• [Data supplied]
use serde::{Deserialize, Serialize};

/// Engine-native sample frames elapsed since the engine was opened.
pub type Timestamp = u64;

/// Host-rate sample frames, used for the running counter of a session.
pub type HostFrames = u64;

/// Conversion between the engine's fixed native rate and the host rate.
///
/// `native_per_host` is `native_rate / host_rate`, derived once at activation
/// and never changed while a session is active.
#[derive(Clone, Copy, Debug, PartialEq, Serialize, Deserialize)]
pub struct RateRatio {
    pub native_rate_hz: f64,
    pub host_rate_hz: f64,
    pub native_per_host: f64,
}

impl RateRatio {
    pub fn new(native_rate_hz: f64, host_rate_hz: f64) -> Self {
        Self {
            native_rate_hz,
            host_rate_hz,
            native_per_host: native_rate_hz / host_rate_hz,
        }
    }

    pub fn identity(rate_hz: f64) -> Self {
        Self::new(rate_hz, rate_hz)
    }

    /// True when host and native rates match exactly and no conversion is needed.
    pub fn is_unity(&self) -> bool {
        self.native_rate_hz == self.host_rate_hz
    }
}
--
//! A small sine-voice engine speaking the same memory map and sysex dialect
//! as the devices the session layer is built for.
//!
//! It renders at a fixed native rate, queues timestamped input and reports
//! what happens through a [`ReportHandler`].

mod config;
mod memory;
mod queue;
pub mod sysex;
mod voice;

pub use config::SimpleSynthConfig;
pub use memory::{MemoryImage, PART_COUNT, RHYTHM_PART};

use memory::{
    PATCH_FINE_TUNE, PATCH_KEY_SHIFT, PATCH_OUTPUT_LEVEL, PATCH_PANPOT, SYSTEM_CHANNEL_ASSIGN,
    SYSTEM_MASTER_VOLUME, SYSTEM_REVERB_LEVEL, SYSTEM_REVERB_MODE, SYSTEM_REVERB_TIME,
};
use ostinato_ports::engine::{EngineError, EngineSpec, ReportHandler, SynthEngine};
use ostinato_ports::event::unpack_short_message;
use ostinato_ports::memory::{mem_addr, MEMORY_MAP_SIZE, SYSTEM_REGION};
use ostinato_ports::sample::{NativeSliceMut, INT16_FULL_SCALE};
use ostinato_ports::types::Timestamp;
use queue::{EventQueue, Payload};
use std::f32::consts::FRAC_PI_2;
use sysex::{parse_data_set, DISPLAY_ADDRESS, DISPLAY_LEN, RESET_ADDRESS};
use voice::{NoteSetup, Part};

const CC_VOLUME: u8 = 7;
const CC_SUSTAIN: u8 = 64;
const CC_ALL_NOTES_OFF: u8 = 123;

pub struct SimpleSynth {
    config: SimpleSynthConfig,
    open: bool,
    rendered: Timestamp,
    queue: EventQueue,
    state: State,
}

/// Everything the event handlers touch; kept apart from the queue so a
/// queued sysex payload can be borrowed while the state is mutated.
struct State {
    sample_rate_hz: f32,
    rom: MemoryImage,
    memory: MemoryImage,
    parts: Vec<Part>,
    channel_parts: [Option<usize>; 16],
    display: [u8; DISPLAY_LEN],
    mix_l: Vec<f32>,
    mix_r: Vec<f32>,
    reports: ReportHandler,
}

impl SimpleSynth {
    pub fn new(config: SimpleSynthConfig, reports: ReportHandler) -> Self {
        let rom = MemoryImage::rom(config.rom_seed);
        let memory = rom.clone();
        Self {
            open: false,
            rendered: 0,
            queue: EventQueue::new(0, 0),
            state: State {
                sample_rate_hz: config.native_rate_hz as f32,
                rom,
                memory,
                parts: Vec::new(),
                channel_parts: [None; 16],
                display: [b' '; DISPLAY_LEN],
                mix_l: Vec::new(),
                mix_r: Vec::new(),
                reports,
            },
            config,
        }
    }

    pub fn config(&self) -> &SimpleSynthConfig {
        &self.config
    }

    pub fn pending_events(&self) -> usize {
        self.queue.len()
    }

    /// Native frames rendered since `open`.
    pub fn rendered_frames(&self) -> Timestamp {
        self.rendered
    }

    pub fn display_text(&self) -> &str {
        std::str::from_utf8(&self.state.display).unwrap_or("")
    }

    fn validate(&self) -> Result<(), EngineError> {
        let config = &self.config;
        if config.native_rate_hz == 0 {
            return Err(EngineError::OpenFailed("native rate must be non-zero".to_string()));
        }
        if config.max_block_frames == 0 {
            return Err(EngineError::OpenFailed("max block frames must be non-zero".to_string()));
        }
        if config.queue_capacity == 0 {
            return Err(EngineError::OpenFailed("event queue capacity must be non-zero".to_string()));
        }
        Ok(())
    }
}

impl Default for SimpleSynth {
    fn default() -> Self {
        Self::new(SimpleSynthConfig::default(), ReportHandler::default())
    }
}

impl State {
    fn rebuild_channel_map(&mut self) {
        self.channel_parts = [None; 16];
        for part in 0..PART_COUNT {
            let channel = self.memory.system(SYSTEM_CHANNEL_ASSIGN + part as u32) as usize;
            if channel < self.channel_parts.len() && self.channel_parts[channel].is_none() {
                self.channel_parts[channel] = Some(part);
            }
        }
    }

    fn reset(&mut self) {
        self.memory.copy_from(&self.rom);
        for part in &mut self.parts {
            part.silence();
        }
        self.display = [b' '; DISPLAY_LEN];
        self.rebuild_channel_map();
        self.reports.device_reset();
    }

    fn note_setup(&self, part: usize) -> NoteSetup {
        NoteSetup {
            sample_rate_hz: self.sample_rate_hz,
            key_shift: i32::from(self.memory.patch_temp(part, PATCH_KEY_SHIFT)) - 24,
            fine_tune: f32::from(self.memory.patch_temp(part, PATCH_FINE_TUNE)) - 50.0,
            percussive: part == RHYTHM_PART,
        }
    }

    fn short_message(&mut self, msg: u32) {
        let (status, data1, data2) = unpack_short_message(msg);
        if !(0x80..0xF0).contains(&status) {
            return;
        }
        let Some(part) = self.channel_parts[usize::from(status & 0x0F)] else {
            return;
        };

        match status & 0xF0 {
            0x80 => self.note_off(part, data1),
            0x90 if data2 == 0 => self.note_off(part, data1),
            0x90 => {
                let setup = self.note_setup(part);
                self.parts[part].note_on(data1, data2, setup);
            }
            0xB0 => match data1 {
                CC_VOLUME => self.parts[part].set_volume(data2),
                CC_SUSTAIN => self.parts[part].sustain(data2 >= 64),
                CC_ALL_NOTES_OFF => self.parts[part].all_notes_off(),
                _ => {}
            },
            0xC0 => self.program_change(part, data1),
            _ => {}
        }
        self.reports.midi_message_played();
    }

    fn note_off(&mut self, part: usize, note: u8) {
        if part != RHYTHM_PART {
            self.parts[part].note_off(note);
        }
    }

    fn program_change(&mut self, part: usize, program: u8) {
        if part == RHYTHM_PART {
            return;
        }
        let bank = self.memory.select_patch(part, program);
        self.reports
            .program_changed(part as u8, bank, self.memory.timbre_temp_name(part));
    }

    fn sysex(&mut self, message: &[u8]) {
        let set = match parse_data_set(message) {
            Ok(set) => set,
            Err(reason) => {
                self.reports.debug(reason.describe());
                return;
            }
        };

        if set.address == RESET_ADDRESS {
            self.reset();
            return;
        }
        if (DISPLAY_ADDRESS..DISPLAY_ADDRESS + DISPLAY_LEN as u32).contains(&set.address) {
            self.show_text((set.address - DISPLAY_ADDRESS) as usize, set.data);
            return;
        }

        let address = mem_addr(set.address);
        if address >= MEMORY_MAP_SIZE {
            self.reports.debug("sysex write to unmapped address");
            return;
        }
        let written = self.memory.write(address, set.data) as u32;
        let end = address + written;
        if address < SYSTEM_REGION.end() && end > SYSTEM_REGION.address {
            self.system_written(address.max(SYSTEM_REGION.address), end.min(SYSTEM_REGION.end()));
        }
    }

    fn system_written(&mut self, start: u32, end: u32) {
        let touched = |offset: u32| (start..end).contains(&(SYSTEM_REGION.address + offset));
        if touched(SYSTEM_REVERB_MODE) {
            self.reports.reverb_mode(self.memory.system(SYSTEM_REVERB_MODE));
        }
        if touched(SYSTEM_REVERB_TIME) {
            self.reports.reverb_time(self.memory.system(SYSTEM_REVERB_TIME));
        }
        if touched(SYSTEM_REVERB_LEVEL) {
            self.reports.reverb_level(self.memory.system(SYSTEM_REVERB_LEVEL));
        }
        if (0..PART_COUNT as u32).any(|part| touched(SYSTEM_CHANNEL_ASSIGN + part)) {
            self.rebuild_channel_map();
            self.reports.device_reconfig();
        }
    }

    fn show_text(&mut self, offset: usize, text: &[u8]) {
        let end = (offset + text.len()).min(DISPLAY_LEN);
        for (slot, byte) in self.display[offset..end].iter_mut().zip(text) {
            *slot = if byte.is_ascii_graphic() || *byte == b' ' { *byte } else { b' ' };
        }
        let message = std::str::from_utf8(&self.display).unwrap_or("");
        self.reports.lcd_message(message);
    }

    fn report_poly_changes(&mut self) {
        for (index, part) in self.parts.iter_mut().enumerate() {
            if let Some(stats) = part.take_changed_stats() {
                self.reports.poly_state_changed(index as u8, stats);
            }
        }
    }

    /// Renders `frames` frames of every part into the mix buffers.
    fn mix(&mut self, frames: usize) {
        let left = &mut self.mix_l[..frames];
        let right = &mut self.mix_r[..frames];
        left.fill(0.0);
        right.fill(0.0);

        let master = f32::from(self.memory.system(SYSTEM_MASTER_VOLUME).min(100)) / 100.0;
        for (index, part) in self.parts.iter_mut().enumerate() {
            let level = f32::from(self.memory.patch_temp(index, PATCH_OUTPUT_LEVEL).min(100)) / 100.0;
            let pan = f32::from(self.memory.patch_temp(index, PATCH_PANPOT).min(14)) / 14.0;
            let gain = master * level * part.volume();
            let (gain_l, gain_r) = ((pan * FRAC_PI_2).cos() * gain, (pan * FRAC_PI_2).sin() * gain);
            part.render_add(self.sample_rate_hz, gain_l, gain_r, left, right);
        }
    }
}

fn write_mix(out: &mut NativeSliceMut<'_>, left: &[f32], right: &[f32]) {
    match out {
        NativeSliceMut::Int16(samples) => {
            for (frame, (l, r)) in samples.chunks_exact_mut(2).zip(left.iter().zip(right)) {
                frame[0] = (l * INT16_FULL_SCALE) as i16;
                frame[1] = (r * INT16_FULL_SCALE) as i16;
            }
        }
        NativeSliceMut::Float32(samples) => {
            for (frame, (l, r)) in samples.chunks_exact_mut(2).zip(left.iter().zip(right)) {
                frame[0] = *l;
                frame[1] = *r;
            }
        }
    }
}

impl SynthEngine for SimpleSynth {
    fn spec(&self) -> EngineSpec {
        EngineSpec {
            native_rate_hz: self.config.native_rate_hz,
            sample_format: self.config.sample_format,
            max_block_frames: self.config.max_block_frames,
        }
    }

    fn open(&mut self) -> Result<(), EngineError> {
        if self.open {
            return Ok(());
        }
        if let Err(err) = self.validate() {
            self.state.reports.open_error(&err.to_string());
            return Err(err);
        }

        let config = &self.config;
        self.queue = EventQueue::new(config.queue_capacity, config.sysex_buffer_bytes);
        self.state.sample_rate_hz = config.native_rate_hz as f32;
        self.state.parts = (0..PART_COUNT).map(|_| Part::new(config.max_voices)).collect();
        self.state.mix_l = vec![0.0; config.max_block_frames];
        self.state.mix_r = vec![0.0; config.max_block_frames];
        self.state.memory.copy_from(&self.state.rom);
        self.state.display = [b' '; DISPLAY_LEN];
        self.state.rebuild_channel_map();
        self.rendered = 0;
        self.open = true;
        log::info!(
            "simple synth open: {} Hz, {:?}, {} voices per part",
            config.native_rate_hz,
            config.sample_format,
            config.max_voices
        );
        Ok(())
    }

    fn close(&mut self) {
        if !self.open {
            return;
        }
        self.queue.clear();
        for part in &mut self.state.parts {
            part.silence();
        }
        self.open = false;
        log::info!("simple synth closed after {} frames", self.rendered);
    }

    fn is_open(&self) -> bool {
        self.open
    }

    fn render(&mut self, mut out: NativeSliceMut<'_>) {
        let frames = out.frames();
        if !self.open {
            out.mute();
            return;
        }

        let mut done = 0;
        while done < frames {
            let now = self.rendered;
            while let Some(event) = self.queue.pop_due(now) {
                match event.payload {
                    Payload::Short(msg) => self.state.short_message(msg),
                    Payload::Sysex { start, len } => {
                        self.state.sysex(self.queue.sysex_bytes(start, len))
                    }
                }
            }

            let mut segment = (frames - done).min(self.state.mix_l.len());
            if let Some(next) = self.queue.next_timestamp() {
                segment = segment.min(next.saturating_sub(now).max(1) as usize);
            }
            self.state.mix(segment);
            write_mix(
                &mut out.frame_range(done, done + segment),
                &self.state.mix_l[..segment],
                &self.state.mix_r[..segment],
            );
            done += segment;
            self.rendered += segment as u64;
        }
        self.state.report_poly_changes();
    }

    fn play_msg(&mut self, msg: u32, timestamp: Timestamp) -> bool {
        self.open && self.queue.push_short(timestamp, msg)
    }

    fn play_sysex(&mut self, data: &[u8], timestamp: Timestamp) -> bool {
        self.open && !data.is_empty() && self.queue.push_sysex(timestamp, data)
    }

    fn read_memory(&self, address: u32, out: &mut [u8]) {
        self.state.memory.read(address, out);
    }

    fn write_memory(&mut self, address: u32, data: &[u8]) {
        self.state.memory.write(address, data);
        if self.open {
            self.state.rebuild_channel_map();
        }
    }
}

• [What to work on] Using the listing above, pull out all lines that hold the word "RateRatio".

• [Answer to the problem]
pub struct RateRatio {
impl RateRatio {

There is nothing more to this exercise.